## The problem
Filter on the word "derive": copy each matching line from the listing below.

▬▬▬

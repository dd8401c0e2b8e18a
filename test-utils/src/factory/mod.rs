//! Factory methods for creating test data.
//!
//! This module provides factory methods for creating test entities with sensible defaults,
//! reducing boilerplate in tests. Factories automatically handle dependencies and foreign
//! key relationships, making tests more concise and maintainable.
//!
//! # Overview
//!
//! Each entity has its own factory module with both a `Factory` struct for customization
//! and a `create_*` convenience function for quick default creation.
//!
//! # Basic Usage
//!
//! ```rust,ignore
//! use test_utils::factory;
//!
//! #[tokio::test]
//! async fn test_example() -> Result<(), sea_orm::DbErr> {
//!     let db = /* ... */;
//!
//!     // Create with defaults
//!     let user = factory::user::create_user(&db).await?;
//!     let doctor = factory::doctor::create_doctor(&db).await?;
//!
//!     // Create a booking with both dependencies in one call
//!     let (user, doctor, booking) =
//!         factory::helpers::create_booking_with_dependencies(&db).await?;
//!
//!     Ok(())
//! }
//! ```
//!
//! # Customization
//!
//! Use the factory builders for custom values:
//!
//! ```rust,ignore
//! use test_utils::factory;
//!
//! let user = factory::user::UserFactory::new(&db)
//!     .email("pat@example.com")
//!     .admin(true)
//!     .build()
//!     .await?;
//!
//! let booking = factory::booking::BookingFactory::new(&db, user.id, doctor.id)
//!     .time_slot("14:00")
//!     .status("confirmed")
//!     .build()
//!     .await?;
//! ```
//!
//! # Available Factories
//!
//! - `user` - Create user accounts
//! - `doctor` - Create doctor roster entries
//! - `booking` - Create appointment bookings
//! - `helpers` - Convenience methods for creating entities with dependencies

pub mod booking;
pub mod doctor;
pub mod helpers;
pub mod user;

// Re-export commonly used factory functions for concise usage
pub use booking::create_booking;
pub use doctor::create_doctor;
pub use user::{create_admin, create_user};
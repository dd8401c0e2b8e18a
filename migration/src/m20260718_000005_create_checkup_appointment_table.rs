use sea_orm_migration::{prelude::*, schema::*};

#[derive(DeriveMigrationName)]
pub struct Migration;

#[async_trait::async_trait]
impl MigrationTrait for Migration {
    async fn up(&self, manager: &SchemaManager) -> Result<(), DbErr> {
        manager
            .create_table(
                Table::create()
                    .table(CheckupAppointment::Table)
                    .if_not_exists()
                    .col(pk_auto(CheckupAppointment::Id))
                    .col(string(CheckupAppointment::Name))
                    .col(string(CheckupAppointment::Email))
                    .col(string(CheckupAppointment::Phone))
                    .col(string(CheckupAppointment::Package))
                    .col(date(CheckupAppointment::Date))
                    .col(
                        timestamp(CheckupAppointment::CreatedAt)
                            .default(Expr::current_timestamp())
                            .not_null(),
                    )
                    .to_owned(),
            )
            .await
    }

    async fn down(&self, manager: &SchemaManager) -> Result<(), DbErr> {
        manager
            .drop_table(Table::drop().table(CheckupAppointment::Table).to_owned())
            .await
    }
}

#[derive(DeriveIden)]
pub enum CheckupAppointment {
    Table,
    Id,
    Name,
    Email,
    Phone,
    Package,
    Date,
    CreatedAt,
}
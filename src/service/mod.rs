//! Service layer for business logic and orchestration.
//!
//! This module contains the service layer of the application, which sits between the
//! controller (API) layer and the data (repository) layer. Services are responsible for:
//!
//! - **Validation**: Field-level checks on incoming payloads, reported as 400 envelopes
//! - **Business Logic**: Booking lifecycle, ownership checks, and duplicate detection
//! - **Orchestration**: Coordinating repository calls and assembling response DTOs

pub mod admin;
pub mod auth;
pub mod booking;
pub mod clinic;
pub mod doctor;
pub mod validation;

#[cfg(test)]
mod test;
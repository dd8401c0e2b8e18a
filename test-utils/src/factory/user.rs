//! User factory for creating test user accounts.
//!
//! This module provides factory methods for creating user entities with sensible
//! defaults, reducing boilerplate in tests. The factory supports customization
//! through a builder pattern.

use crate::factory::helpers::next_id;
use chrono::Utc;
use sea_orm::{ActiveModelTrait, ActiveValue, DatabaseConnection, DbErr};

/// Factory for creating test users with customizable fields.
///
/// Provides a builder pattern for creating user entities with default values
/// that can be overridden as needed for specific test scenarios.
///
/// # Example
///
/// ```rust,ignore
/// use test_utils::factory::user::UserFactory;
///
/// let user = UserFactory::new(&db)
///     .email("pat@example.com")
///     .name("Pat Doe")
///     .admin(true)
///     .build()
///     .await?;
/// ```
pub struct UserFactory<'a> {
    db: &'a DatabaseConnection,
    name: String,
    email: String,
    password_hash: String,
    phone: Option<String>,
    admin: bool,
}

impl<'a> UserFactory<'a> {
    /// Creates a new UserFactory with default values.
    ///
    /// Defaults:
    /// - name: `"User {id}"` where id is auto-incremented
    /// - email: `"user{id}@example.com"`
    /// - password_hash: a placeholder string, not a verifiable argon2 hash
    /// - phone: `None`
    /// - admin: `false`
    ///
    /// Tests exercising login must set a real hash via `password_hash()`.
    ///
    /// # Arguments
    /// - `db` - Database connection for inserting the entity
    ///
    /// # Returns
    /// - `UserFactory` - New factory instance with defaults
    pub fn new(db: &'a DatabaseConnection) -> Self {
        let id = next_id();
        Self {
            db,
            name: format!("User {}", id),
            email: format!("user{}@example.com", id),
            password_hash: format!("placeholder-hash-{}", id),
            phone: None,
            admin: false,
        }
    }

    /// Sets the display name for the user.
    ///
    /// # Arguments
    /// - `name` - Display name for the user
    ///
    /// # Returns
    /// - `Self` - Factory instance for method chaining
    pub fn name(mut self, name: impl Into<String>) -> Self {
        self.name = name.into();
        self
    }

    /// Sets the email address for the user.
    ///
    /// # Arguments
    /// - `email` - Email address, must be unique per database
    ///
    /// # Returns
    /// - `Self` - Factory instance for method chaining
    pub fn email(mut self, email: impl Into<String>) -> Self {
        self.email = email.into();
        self
    }

    /// Sets the stored password hash for the user.
    ///
    /// # Arguments
    /// - `password_hash` - PHC-format hash string as produced by the auth service
    ///
    /// # Returns
    /// - `Self` - Factory instance for method chaining
    pub fn password_hash(mut self, password_hash: impl Into<String>) -> Self {
        self.password_hash = password_hash.into();
        self
    }

    /// Sets the phone number for the user.
    ///
    /// # Arguments
    /// - `phone` - Optional phone number
    ///
    /// # Returns
    /// - `Self` - Factory instance for method chaining
    pub fn phone(mut self, phone: Option<String>) -> Self {
        self.phone = phone;
        self
    }

    /// Sets the admin status for the user.
    ///
    /// # Arguments
    /// - `admin` - Whether the user should have admin privileges
    ///
    /// # Returns
    /// - `Self` - Factory instance for method chaining
    pub fn admin(mut self, admin: bool) -> Self {
        self.admin = admin;
        self
    }

    /// Builds and inserts the user entity into the database.
    ///
    /// # Returns
    /// - `Ok(entity::user::Model)` - Created user entity
    /// - `Err(DbErr)` - Database error during insert
    pub async fn build(self) -> Result<entity::user::Model, DbErr> {
        let now = Utc::now();
        entity::user::ActiveModel {
            id: ActiveValue::NotSet,
            name: ActiveValue::Set(self.name),
            email: ActiveValue::Set(self.email),
            password_hash: ActiveValue::Set(self.password_hash),
            phone: ActiveValue::Set(self.phone),
            admin: ActiveValue::Set(self.admin),
            created_at: ActiveValue::Set(now),
            updated_at: ActiveValue::Set(now),
        }
        .insert(self.db)
        .await
    }
}

/// Creates a user with default values.
///
/// Shorthand for `UserFactory::new(db).build().await`.
///
/// # Arguments
/// - `db` - Database connection
///
/// # Returns
/// - `Ok(entity::user::Model)` - Created user entity
/// - `Err(DbErr)` - Database error during insert
///
/// # Example
///
/// ```rust,ignore
/// let user = create_user(&db).await?;
/// ```
pub async fn create_user(db: &DatabaseConnection) -> Result<entity::user::Model, DbErr> {
    UserFactory::new(db).build().await
}

/// Creates a user with the admin flag set.
///
/// Shorthand for `UserFactory::new(db).admin(true).build().await`.
///
/// # Arguments
/// - `db` - Database connection
///
/// # Returns
/// - `Ok(entity::user::Model)` - Created admin user entity
/// - `Err(DbErr)` - Database error during insert
pub async fn create_admin(db: &DatabaseConnection) -> Result<entity::user::Model, DbErr> {
    UserFactory::new(db).admin(true).build().await
}
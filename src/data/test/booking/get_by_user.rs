use super::*;

/// Tests listing a user's bookings.
///
/// Verifies that only bookings owned by the given user are returned, soonest
/// appointment first, each with its related doctor loaded.
///
/// Expected: Ok with the user's bookings in date order
#[tokio::test]
async fn returns_only_own_bookings_in_date_order() -> Result<(), AppError> {
    let test = TestBuilder::new()
        .with_booking_tables()
        .build()
        .await
        .unwrap();
    let db = test.db.as_ref().unwrap();

    let (user, doctor) = factory::helpers::create_booking_dependencies(db).await?;
    let today = Utc::now().date_naive();

    let later = factory::booking::BookingFactory::new(db, user.id, doctor.id)
        .appointment_date(today + Duration::days(14))
        .time_slot("10:00")
        .build()
        .await?;
    let sooner = factory::booking::BookingFactory::new(db, user.id, doctor.id)
        .appointment_date(today + Duration::days(7))
        .time_slot("14:00")
        .build()
        .await?;

    // Booking owned by somebody else must not appear
    factory::helpers::create_booking_with_dependencies(db).await?;

    let repo = BookingRepository::new(db);
    let bookings = repo.get_by_user(user.id).await?;

    assert_eq!(bookings.len(), 2);
    assert_eq!(bookings[0].id, sooner.id);
    assert_eq!(bookings[1].id, later.id);
    assert!(bookings.iter().all(|b| b.user_id == user.id));
    assert!(bookings.iter().all(|b| b.doctor.is_some()));

    Ok(())
}

/// Tests ordering of same-day bookings.
///
/// Verifies that bookings on the same date are ordered by time slot rather
/// than insertion order.
///
/// Expected: Ok with earliest slot first
#[tokio::test]
async fn orders_same_day_bookings_by_time_slot() -> Result<(), AppError> {
    let test = TestBuilder::new()
        .with_booking_tables()
        .build()
        .await
        .unwrap();
    let db = test.db.as_ref().unwrap();

    let (user, doctor) = factory::helpers::create_booking_dependencies(db).await?;
    let date = Utc::now().date_naive() + Duration::days(7);

    let afternoon = factory::booking::BookingFactory::new(db, user.id, doctor.id)
        .appointment_date(date)
        .time_slot("14:00")
        .build()
        .await?;
    let morning = factory::booking::BookingFactory::new(db, user.id, doctor.id)
        .appointment_date(date)
        .time_slot("09:00")
        .build()
        .await?;

    let repo = BookingRepository::new(db);
    let bookings = repo.get_by_user(user.id).await?;

    assert_eq!(bookings.len(), 2);
    assert_eq!(bookings[0].id, morning.id);
    assert_eq!(bookings[1].id, afternoon.id);

    Ok(())
}

/// Tests listing bookings for a user that has none.
///
/// Expected: Ok with empty list
#[tokio::test]
async fn returns_empty_for_user_without_bookings() -> Result<(), AppError> {
    let test = TestBuilder::new()
        .with_booking_tables()
        .build()
        .await
        .unwrap();
    let db = test.db.as_ref().unwrap();

    let user = factory::user::create_user(db).await?;

    let repo = BookingRepository::new(db);
    let bookings = repo.get_by_user(user.id).await?;

    assert!(bookings.is_empty());

    Ok(())
}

▬▬▬

## Task output
#[derive(DeriveMigrationName)]
#[derive(DeriveIden)]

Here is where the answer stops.